● **REQUIREMENT**:
Could you report every line from the entries that includes the word "label"?

-- DATA SHOWN follows --

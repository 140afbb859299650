//! Plain-text rendering of a [`GridView`].

use std::fmt::Write;

use datagrid::view::{CellView, GridView, RowView};
use datagrid::Alignment;

/// Pixels per rendered character.
const PX_PER_CHAR: u32 = 10;
const MIN_CHARS: usize = 4;
const SEQUENCE_CHARS: usize = 5;
const CHECKBOX_CHARS: usize = 4;

fn chars(width_px: u32) -> usize {
    ((width_px / PX_PER_CHAR) as usize).max(MIN_CHARS)
}

/// Fit `text` into exactly `width` characters.
fn fit(text: &str, width: usize, align: Alignment) -> String {
    let count = text.chars().count();
    if count > width {
        let mut cut: String = text.chars().take(width.saturating_sub(1)).collect();
        cut.push('~');
        return cut;
    }
    match align {
        Alignment::Left => format!("{:<width$}", text),
        Alignment::Center => format!("{:^width$}", text),
        Alignment::Right => format!("{:>width$}", text),
    }
}

fn cell_text(cell: &CellView) -> String {
    match (&cell.buffer, cell.editing) {
        (Some(buffer), true) => format!("[{}]", buffer),
        (None, true) => format!("[{}]", cell.value),
        _ => cell.value.to_string(),
    }
}

fn row_line(row: &RowView) -> String {
    let mut line = String::new();
    line.push_str(&fit(&row.sequence.to_string(), SEQUENCE_CHARS, Alignment::Right));
    line.push_str(if row.selected { " [x]" } else { " [ ]" });
    for cell in &row.cells {
        line.push_str(" |");
        line.push_str(&fit(&cell_text(cell), chars(cell.width), cell.align));
    }
    line
}

/// Render the whole grid.
pub fn render(view: &GridView) -> String {
    let mut out = String::new();

    let title = view.controls.title.as_deref().unwrap_or("Grid");
    let _ = writeln!(
        out,
        "== {} == {} rows, {} selected{}",
        title,
        view.controls.row_count,
        view.controls.selected_count,
        if view.controls.search { " (search)" } else { "" }
    );

    let lead = " ".repeat(SEQUENCE_CHARS + CHECKBOX_CHARS);
    if !view.groups.is_empty() {
        let mut line = lead.clone();
        let mut current: Option<&str> = None;
        for cell in &view.header.cells {
            let group = view
                .groups
                .iter()
                .find(|g| g.leaves.iter().any(|id| *id == cell.column_id));
            match group {
                Some(group) if current == Some(group.id.as_str()) => {}
                Some(group) => {
                    let width: usize = group
                        .leaves
                        .iter()
                        .filter_map(|id| view.header.cells.iter().find(|c| c.column_id == *id))
                        .map(|c| chars(c.width) + 2)
                        .sum();
                    line.push_str(" |");
                    line.push_str(&fit(&group.header, width.saturating_sub(2), Alignment::Center));
                    current = Some(group.id.as_str());
                }
                None => {
                    line.push_str(&" ".repeat(chars(cell.width) + 2));
                    current = None;
                }
            }
        }
        let _ = writeln!(out, "{}", line.trim_end());
    }

    let mut header = fit("#", SEQUENCE_CHARS, Alignment::Right);
    header.push_str(if view.header.all_selected { " [x]" } else { " [ ]" });
    for cell in &view.header.cells {
        header.push_str(" |");
        let label = match cell.pin {
            Some(_) => format!("{}*", cell.header),
            None => cell.header.clone(),
        };
        header.push_str(&fit(&label, chars(cell.width), Alignment::Left));
    }
    let _ = writeln!(out, "{}", header);
    let _ = writeln!(out, "{}", "-".repeat(header.chars().count()));

    if view.rows.is_empty() {
        let _ = writeln!(out, "{}(no rows)", lead);
    }
    for row in &view.rows {
        let _ = writeln!(out, "{}", row_line(row));
    }

    if let Some(summary) = &view.summary {
        let mut line = fit("sum", SEQUENCE_CHARS, Alignment::Right);
        line.push_str("    ");
        for (cell, header) in summary.iter().zip(&view.header.cells) {
            line.push_str(" |");
            let total = cell.total.map(|t| t.to_string()).unwrap_or_default();
            line.push_str(&fit(&total, chars(header.width), Alignment::Right));
        }
        let _ = writeln!(out, "{}", line);
    }

    if let Some(page) = &view.pagination {
        let pages = page
            .total_pages
            .map(|p| p.to_string())
            .unwrap_or_else(|| "?".into());
        let _ = writeln!(
            out,
            "{} page {}/{} {} ({} per page, {} total)",
            if page.can_previous { "<" } else { " " },
            page.page_index + 1,
            pages,
            if page.can_next { ">" } else { " " },
            page.page_size,
            page.total_elements
        );
    }

    out
}

#[cfg(test)]
mod tests {
    use super::*;
    use datagrid::{CellValue, ColumnDef, DataGrid, GridOptions, PageState, Record};

    fn grid() -> DataGrid<Record> {
        DataGrid::new(
            vec![
                ColumnDef::new("code", "Code").width(100),
                ColumnDef::new("qty", "Qty").width(100).summary().align(Alignment::Right),
            ],
            GridOptions::default()
                .with_editable(true)
                .with_pagination(true)
                .with_summary(true)
                .with_title("Parts"),
        )
        .unwrap()
        .with_rows(vec![
            Record::new().set("id", 1).set("code", "X1").set("qty", 2),
            Record::new().set("id", 2).set("code", "X2").set("qty", 3),
        ])
        .with_page(PageState::new(0, 2, 5))
    }

    #[test]
    fn test_fit() {
        assert_eq!(fit("ab", 4, Alignment::Left), "ab  ");
        assert_eq!(fit("ab", 4, Alignment::Right), "  ab");
        assert_eq!(fit("abcdef", 4, Alignment::Left), "abc~");
        assert_eq!(chars(20), MIN_CHARS);
        assert_eq!(chars(150), 15);
    }

    #[test]
    fn test_render_grid() {
        let grid = grid();
        grid.toggle_row_selection("1");
        grid.begin_edit(0, "code");
        grid.update_buffer(CellValue::from("X9"));

        let text = render(&grid.view());

        assert!(text.starts_with("== Parts == 5 rows, 1 selected"));
        assert!(text.contains("[X9]"));
        assert!(text.contains("    2 [x]"));
        assert!(text.contains("page 1/3 >"));
        let sum_line = text.lines().find(|l| l.trim_start().starts_with("sum")).unwrap();
        assert!(sum_line.ends_with('5'));
    }
}
//! Render snapshot of a grid.
//!
//! A [`GridView`] is plain data: the rendering layer draws it however it
//! likes and never reaches back into the grid's state.

use crate::column::{Alignment, Pin};
use crate::row::CellValue;

/// Everything needed to draw one frame of the grid.
#[derive(Debug, Clone, PartialEq)]
pub struct GridView {
    pub controls: ControlsView,
    /// Group headers above the leaf header row, outermost first.
    pub groups: Vec<GroupHeaderView>,
    pub header: HeaderView,
    pub rows: Vec<RowView>,
    pub summary: Option<Vec<SummaryCell>>,
    pub pagination: Option<PaginationView>,
}

/// Title, counts, and slot flags of the controls area.
#[derive(Debug, Clone, PartialEq, Eq)]
pub struct ControlsView {
    pub title: Option<String>,
    /// Total element count when paginated, rows on the page otherwise.
    pub row_count: usize,
    pub selected_count: usize,
    pub search: bool,
}

#[derive(Debug, Clone, PartialEq, Eq)]
pub struct GroupHeaderView {
    pub id: String,
    pub header: String,
    pub width: u32,
    /// Visible leaves spanned, in display order.
    pub leaves: Vec<String>,
}

#[derive(Debug, Clone, PartialEq, Eq)]
pub struct HeaderView {
    /// Every row on the page is selected.
    pub all_selected: bool,
    pub cells: Vec<HeaderCellView>,
}

#[derive(Debug, Clone, PartialEq, Eq)]
pub struct HeaderCellView {
    pub column_id: String,
    pub header: String,
    pub width: u32,
    pub offset: Option<u32>,
    pub pin: Option<Pin>,
    pub align: Alignment,
}

#[derive(Debug, Clone, PartialEq)]
pub struct RowView {
    pub row_index: usize,
    /// One-based number across pages.
    pub sequence: usize,
    /// Selection key; `None` when the row cannot be keyed.
    pub key: Option<String>,
    pub selected: bool,
    pub cells: Vec<CellView>,
}

#[derive(Debug, Clone, PartialEq)]
pub struct CellView {
    pub column_id: String,
    pub value: CellValue,
    pub width: u32,
    pub align: Alignment,
    pub editable: bool,
    pub editing: bool,
    /// Buffered input while the cell is under edit.
    pub buffer: Option<CellValue>,
}

/// Sum of one summarizable column; `None` for other columns.
#[derive(Debug, Clone, PartialEq)]
pub struct SummaryCell {
    pub column_id: String,
    pub total: Option<f64>,
}

#[derive(Debug, Clone, Copy, PartialEq, Eq)]
pub struct PaginationView {
    pub page_index: usize,
    pub page_size: usize,
    pub total_elements: usize,
    pub total_pages: Option<usize>,
    pub can_previous: bool,
    pub can_next: bool,
}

-- DATA SHOWN concluded --

● **ANSWER**:
        let label = match cell.pin {
        header.push_str(&fit(&label, chars(cell.width), Alignment::Left));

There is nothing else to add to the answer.